● **Assigned task**
Retype, word for word, each line between the lines holding "impl std::fmt::Debug for" and "let (_, params)", inclusive, and leave the rest of the data alone.

[Stored data]
---

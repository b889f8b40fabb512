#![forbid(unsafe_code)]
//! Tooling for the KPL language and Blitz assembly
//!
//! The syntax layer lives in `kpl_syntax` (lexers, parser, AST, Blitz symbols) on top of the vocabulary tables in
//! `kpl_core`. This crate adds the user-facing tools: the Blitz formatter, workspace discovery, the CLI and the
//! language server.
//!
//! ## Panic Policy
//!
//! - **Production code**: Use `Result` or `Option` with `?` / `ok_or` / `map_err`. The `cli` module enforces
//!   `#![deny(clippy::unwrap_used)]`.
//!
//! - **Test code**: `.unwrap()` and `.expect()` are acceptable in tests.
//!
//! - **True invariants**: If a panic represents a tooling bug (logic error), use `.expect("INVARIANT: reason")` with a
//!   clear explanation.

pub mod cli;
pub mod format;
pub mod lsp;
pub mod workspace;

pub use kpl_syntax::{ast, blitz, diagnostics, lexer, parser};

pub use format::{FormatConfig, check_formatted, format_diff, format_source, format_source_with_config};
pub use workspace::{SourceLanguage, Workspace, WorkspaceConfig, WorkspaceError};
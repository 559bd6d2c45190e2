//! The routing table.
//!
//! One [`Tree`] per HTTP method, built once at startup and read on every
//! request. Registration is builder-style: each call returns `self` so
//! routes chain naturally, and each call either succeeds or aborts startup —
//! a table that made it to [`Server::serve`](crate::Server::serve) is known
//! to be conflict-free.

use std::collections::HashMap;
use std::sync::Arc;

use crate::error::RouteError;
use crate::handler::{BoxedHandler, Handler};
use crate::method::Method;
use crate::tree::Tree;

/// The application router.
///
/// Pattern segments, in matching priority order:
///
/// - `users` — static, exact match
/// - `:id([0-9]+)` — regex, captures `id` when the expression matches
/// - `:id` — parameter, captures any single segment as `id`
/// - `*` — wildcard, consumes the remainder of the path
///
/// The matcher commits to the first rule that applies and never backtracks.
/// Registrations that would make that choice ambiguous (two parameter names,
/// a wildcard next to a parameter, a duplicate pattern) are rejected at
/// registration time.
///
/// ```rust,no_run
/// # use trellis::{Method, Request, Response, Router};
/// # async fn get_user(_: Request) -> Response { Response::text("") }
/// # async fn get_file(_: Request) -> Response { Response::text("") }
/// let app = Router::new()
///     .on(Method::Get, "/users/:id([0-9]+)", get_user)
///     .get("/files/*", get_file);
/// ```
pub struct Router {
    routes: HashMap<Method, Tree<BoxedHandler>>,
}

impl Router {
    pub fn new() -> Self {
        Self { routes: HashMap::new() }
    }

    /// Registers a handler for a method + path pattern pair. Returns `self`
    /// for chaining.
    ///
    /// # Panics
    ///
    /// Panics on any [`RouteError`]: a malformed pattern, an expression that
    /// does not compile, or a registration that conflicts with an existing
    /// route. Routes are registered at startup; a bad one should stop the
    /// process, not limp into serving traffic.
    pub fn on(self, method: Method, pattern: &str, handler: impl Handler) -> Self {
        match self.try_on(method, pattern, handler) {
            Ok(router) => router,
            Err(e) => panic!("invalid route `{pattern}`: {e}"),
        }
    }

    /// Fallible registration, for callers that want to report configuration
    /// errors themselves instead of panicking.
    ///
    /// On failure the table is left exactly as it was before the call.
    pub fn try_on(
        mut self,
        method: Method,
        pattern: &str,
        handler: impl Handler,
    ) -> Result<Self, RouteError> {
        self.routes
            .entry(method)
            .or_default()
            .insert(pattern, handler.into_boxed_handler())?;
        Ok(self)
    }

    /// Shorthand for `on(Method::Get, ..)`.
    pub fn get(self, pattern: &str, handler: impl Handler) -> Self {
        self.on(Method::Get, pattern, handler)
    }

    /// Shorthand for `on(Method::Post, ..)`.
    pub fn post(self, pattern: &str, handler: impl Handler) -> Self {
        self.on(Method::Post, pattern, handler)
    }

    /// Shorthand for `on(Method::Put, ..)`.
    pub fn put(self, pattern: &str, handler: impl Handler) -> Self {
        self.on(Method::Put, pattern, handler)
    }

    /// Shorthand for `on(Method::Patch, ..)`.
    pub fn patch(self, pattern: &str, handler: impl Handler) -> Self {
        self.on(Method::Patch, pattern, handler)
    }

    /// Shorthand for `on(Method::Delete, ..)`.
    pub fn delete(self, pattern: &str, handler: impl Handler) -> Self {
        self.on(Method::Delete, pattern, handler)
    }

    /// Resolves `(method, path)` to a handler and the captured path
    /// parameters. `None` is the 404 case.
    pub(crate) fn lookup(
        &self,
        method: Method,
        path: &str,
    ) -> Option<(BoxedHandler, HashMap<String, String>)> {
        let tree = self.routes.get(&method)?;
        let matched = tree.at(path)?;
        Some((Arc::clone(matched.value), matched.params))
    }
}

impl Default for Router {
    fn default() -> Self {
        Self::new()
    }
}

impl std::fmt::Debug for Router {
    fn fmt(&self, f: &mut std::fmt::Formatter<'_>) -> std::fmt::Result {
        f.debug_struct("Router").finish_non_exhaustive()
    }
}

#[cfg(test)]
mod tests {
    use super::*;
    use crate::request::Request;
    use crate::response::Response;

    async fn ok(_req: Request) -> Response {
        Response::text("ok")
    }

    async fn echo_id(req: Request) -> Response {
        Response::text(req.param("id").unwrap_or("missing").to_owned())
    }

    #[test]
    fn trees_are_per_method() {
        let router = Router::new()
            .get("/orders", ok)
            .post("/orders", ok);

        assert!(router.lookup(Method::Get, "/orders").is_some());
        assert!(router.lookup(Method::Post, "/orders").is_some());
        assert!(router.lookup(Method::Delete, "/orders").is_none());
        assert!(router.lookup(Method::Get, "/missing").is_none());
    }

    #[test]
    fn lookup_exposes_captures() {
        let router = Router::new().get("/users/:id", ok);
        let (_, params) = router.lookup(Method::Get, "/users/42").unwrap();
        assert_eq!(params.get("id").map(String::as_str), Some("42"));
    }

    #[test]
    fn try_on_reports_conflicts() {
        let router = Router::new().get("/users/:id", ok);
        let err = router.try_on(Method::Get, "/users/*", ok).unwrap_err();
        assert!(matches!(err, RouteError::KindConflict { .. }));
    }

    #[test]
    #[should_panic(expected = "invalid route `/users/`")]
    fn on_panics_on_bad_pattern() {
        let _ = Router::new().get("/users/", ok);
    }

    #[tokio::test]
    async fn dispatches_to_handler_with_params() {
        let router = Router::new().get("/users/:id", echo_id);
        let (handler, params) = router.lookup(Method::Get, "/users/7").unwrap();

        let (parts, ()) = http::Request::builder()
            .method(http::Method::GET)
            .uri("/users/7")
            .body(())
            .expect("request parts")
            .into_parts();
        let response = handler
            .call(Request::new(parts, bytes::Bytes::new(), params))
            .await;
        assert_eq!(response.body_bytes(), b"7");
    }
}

---

● **Task solution**
impl std::fmt::Debug for Router {
    fn fmt(&self, f: &mut std::fmt::Formatter<'_>) -> std::fmt::Result {
        f.debug_struct("Router").finish_non_exhaustive()
    }
}

#[cfg(test)]
mod tests {
    use super::*;
    use crate::request::Request;
    use crate::response::Response;

    async fn ok(_req: Request) -> Response {
        Response::text("ok")
    }

    async fn echo_id(req: Request) -> Response {
        Response::text(req.param("id").unwrap_or("missing").to_owned())
    }

    #[test]
    fn trees_are_per_method() {
        let router = Router::new()
            .get("/orders", ok)
            .post("/orders", ok);

        assert!(router.lookup(Method::Get, "/orders").is_some());
        assert!(router.lookup(Method::Post, "/orders").is_some());
        assert!(router.lookup(Method::Delete, "/orders").is_none());
        assert!(router.lookup(Method::Get, "/missing").is_none());
    }

    #[test]
    fn lookup_exposes_captures() {
        let router = Router::new().get("/users/:id", ok);
        let (_, params) = router.lookup(Method::Get, "/users/42").unwrap();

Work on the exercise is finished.